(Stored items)
<<<<

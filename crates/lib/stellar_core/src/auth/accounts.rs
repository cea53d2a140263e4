//! Account flows: registration, login, logout and admin management.

use std::sync::Arc;

use tracing::info;

use super::AuthError;
use super::jwt::TokenService;
use super::password::{hash_password, verify_password};
use super::users::UserStore;
use crate::fields::{ACCOUNT_FIELDS, FormFields};
use crate::models::auth::{NewUser, User};
use crate::uuid::parse_id;

/// Account operations over a [`UserStore`].
#[derive(Clone)]
pub struct Accounts {
    users: Arc<dyn UserStore>,
    tokens: TokenService,
}

impl Accounts {
    pub fn new(users: Arc<dyn UserStore>, tokens: TokenService) -> Self {
        Self { users, tokens }
    }

    /// Register an account from a form. Reports the first colliding unique
    /// field, username before email.
    pub async fn register(&self, form: &FormFields, is_admin: bool) -> Result<User, AuthError> {
        form.require(&ACCOUNT_FIELDS)?;
        let username = form.text("username")?;
        let email = form.text("email")?;

        if self.users.username_exists(&username).await? {
            return Err(AuthError::DuplicateUnique("username already exists".into()));
        }
        if self.users.email_exists(&email).await? {
            return Err(AuthError::DuplicateUnique("email already exists".into()));
        }

        let password_hash = hash_password(&form.text("password")?)?;
        let user = self
            .users
            .create(NewUser {
                username,
                email,
                forename: form.text("forename")?,
                surname: form.text("surname")?,
                password_hash,
                is_admin,
            })
            .await?;
        info!(user = %user.username, is_admin, "account registered");
        Ok(user)
    }

    /// Check credentials and issue a token with the default lifetime.
    pub async fn login(&self, username: &str, password: &str) -> Result<String, AuthError> {
        let record = self
            .users
            .find_by_username(username)
            .await?
            .ok_or_else(|| AuthError::InvalidCredential("incorrect username".into()))?;

        if !verify_password(password, &record.password_hash)? {
            return Err(AuthError::InvalidCredential("incorrect password".into()));
        }

        let token = self
            .tokens
            .issue_default(&record.user.username, record.user.is_admin)?;
        info!(user = %record.user.username, "login");
        Ok(token)
    }

    /// Revoke the caller's token.
    pub async fn logout(&self, token: &str) -> Result<(), AuthError> {
        self.tokens.revoke(token).await
    }

    pub async fn list(&self) -> Result<Vec<User>, AuthError> {
        self.users.list().await
    }

    pub async fn find(&self, username: &str) -> Result<User, AuthError> {
        self.users
            .find_by_username(username)
            .await?
            .map(|u| u.user)
            .ok_or_else(|| AuthError::NotFound("user not found".into()))
    }

    pub async fn delete(&self, raw_id: &str) -> Result<(), AuthError> {
        let id = parse_id(raw_id).ok_or_else(|| AuthError::InvalidId("invalid user ID".into()))?;
        if !self.users.exists(id).await? {
            return Err(AuthError::NotFound("user ID does not exist".into()));
        }
        if self.users.delete(id).await? == 0 {
            return Err(AuthError::NotFound("user ID does not exist".into()));
        }
        info!(user_id = %id, "account deleted");
        Ok(())
    }
}
//! Account storage.

use async_trait::async_trait;
use sqlx::PgPool;
use tokio::sync::RwLock;
use uuid::Uuid;

use super::AuthError;
use crate::models::auth::{NewUser, User, UserWithPassword};

/// Storage for user accounts. Usernames and emails are unique.
#[async_trait]
pub trait UserStore: Send + Sync {
    async fn find_by_username(&self, username: &str)
    -> Result<Option<UserWithPassword>, AuthError>;

    async fn username_exists(&self, username: &str) -> Result<bool, AuthError>;

    async fn email_exists(&self, email: &str) -> Result<bool, AuthError>;

    /// Insert a new account. A uniqueness violation fails with
    /// `DuplicateUnique` even if a pre-check raced.
    async fn create(&self, user: NewUser) -> Result<User, AuthError>;

    async fn list(&self) -> Result<Vec<User>, AuthError>;

    async fn exists(&self, id: Uuid) -> Result<bool, AuthError>;

    /// Returns the number of accounts removed.
    async fn delete(&self, id: Uuid) -> Result<u64, AuthError>;
}

/// `users` table.
pub struct PgUserStore {
    pool: PgPool,
}

impl PgUserStore {
    pub fn new(pool: PgPool) -> Self {
        Self { pool }
    }
}

#[derive(sqlx::FromRow)]
struct UserRow {
    id: Uuid,
    username: String,
    email: String,
    forename: String,
    surname: String,
    is_admin: bool,
    password_hash: String,
}

impl From<UserRow> for UserWithPassword {
    fn from(row: UserRow) -> Self {
        UserWithPassword {
            user: User {
                id: row.id,
                username: row.username,
                email: row.email,
                forename: row.forename,
                surname: row.surname,
                is_admin: row.is_admin,
            },
            password_hash: row.password_hash,
        }
    }
}

const USER_COLUMNS: &str = "id, username, email, forename, surname, is_admin, password_hash";

fn duplicate_message(constraint: Option<&str>) -> String {
    match constraint {
        Some(c) if c.contains("email") => "email already exists".into(),
        _ => "username already exists".into(),
    }
}

#[async_trait]
impl UserStore for PgUserStore {
    async fn find_by_username(
        &self,
        username: &str,
    ) -> Result<Option<UserWithPassword>, AuthError> {
        let row = sqlx::query_as::<_, UserRow>(&format!(
            "SELECT {USER_COLUMNS} FROM users WHERE username = $1"
        ))
        .bind(username)
        .fetch_optional(&self.pool)
        .await?;
        Ok(row.map(UserWithPassword::from))
    }

    async fn username_exists(&self, username: &str) -> Result<bool, AuthError> {
        let exists =
            sqlx::query_scalar::<_, bool>("SELECT EXISTS(SELECT 1 FROM users WHERE username = $1)")
                .bind(username)
                .fetch_one(&self.pool)
                .await?;
        Ok(exists)
    }

    async fn email_exists(&self, email: &str) -> Result<bool, AuthError> {
        let exists =
            sqlx::query_scalar::<_, bool>("SELECT EXISTS(SELECT 1 FROM users WHERE email = $1)")
                .bind(email)
                .fetch_one(&self.pool)
                .await?;
        Ok(exists)
    }

    async fn create(&self, user: NewUser) -> Result<User, AuthError> {
        let result = sqlx::query_as::<_, UserRow>(&format!(
            "INSERT INTO users (username, email, forename, surname, password_hash, is_admin) \
             VALUES ($1, $2, $3, $4, $5, $6) RETURNING {USER_COLUMNS}"
        ))
        .bind(&user.username)
        .bind(&user.email)
        .bind(&user.forename)
        .bind(&user.surname)
        .bind(&user.password_hash)
        .bind(user.is_admin)
        .fetch_one(&self.pool)
        .await;

        match result {
            Ok(row) => Ok(UserWithPassword::from(row).user),
            Err(sqlx::Error::Database(db)) if db.is_unique_violation() => {
                Err(AuthError::DuplicateUnique(duplicate_message(db.constraint())))
            }
            Err(e) => Err(e.into()),
        }
    }

    async fn list(&self) -> Result<Vec<User>, AuthError> {
        let rows = sqlx::query_as::<_, UserRow>(&format!(
            "SELECT {USER_COLUMNS} FROM users ORDER BY username"
        ))
        .fetch_all(&self.pool)
        .await?;
        Ok(rows
            .into_iter()
            .map(|r| UserWithPassword::from(r).user)
            .collect())
    }

    async fn exists(&self, id: Uuid) -> Result<bool, AuthError> {
        let exists = sqlx::query_scalar::<_, bool>("SELECT EXISTS(SELECT 1 FROM users WHERE id = $1)")
            .bind(id)
            .fetch_one(&self.pool)
            .await?;
        Ok(exists)
    }

    async fn delete(&self, id: Uuid) -> Result<u64, AuthError> {
        let result = sqlx::query("DELETE FROM users WHERE id = $1")
            .bind(id)
            .execute(&self.pool)
            .await?;
        Ok(result.rows_affected())
    }
}

/// In-process account store. Uniqueness is checked under the write lock.
#[derive(Default)]
pub struct MemoryUserStore {
    users: RwLock<Vec<UserWithPassword>>,
}

impl MemoryUserStore {
    pub fn new() -> Self {
        Self::default()
    }
}

#[async_trait]
impl UserStore for MemoryUserStore {
    async fn find_by_username(
        &self,
        username: &str,
    ) -> Result<Option<UserWithPassword>, AuthError> {
        let users = self.users.read().await;
        Ok(users.iter().find(|u| u.user.username == username).cloned())
    }

    async fn username_exists(&self, username: &str) -> Result<bool, AuthError> {
        let users = self.users.read().await;
        Ok(users.iter().any(|u| u.user.username == username))
    }

    async fn email_exists(&self, email: &str) -> Result<bool, AuthError> {
        let users = self.users.read().await;
        Ok(users.iter().any(|u| u.user.email == email))
    }

    async fn create(&self, new: NewUser) -> Result<User, AuthError> {
        let mut users = self.users.write().await;
        if users.iter().any(|u| u.user.username == new.username) {
            return Err(AuthError::DuplicateUnique(duplicate_message(None)));
        }
        if users.iter().any(|u| u.user.email == new.email) {
            return Err(AuthError::DuplicateUnique(duplicate_message(Some(
                "users_email_key",
            ))));
        }
        let user = User {
            id: Uuid::new_v4(),
            username: new.username,
            email: new.email,
            forename: new.forename,
            surname: new.surname,
            is_admin: new.is_admin,
        };
        users.push(UserWithPassword {
            user: user.clone(),
            password_hash: new.password_hash,
        });
        Ok(user)
    }

    async fn list(&self) -> Result<Vec<User>, AuthError> {
        let users = self.users.read().await;
        let mut out: Vec<User> = users.iter().map(|u| u.user.clone()).collect();
        out.sort_by(|a, b| a.username.cmp(&b.username));
        Ok(out)
    }

    async fn exists(&self, id: Uuid) -> Result<bool, AuthError> {
        let users = self.users.read().await;
        Ok(users.iter().any(|u| u.user.id == id))
    }

    async fn delete(&self, id: Uuid) -> Result<u64, AuthError> {
        let mut users = self.users.write().await;
        let before = users.len();
        users.retain(|u| u.user.id != id);
        Ok((before - users.len()) as u64)
    }
}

>>>>

Please report every line among the entries that includes "UserRow".

**ANSWER BOX:**
struct UserRow {
impl From<UserRow> for UserWithPassword {
    fn from(row: UserRow) -> Self {
        let row = sqlx::query_as::<_, UserRow>(&format!(
        let result = sqlx::query_as::<_, UserRow>(&format!(
        let rows = sqlx::query_as::<_, UserRow>(&format!(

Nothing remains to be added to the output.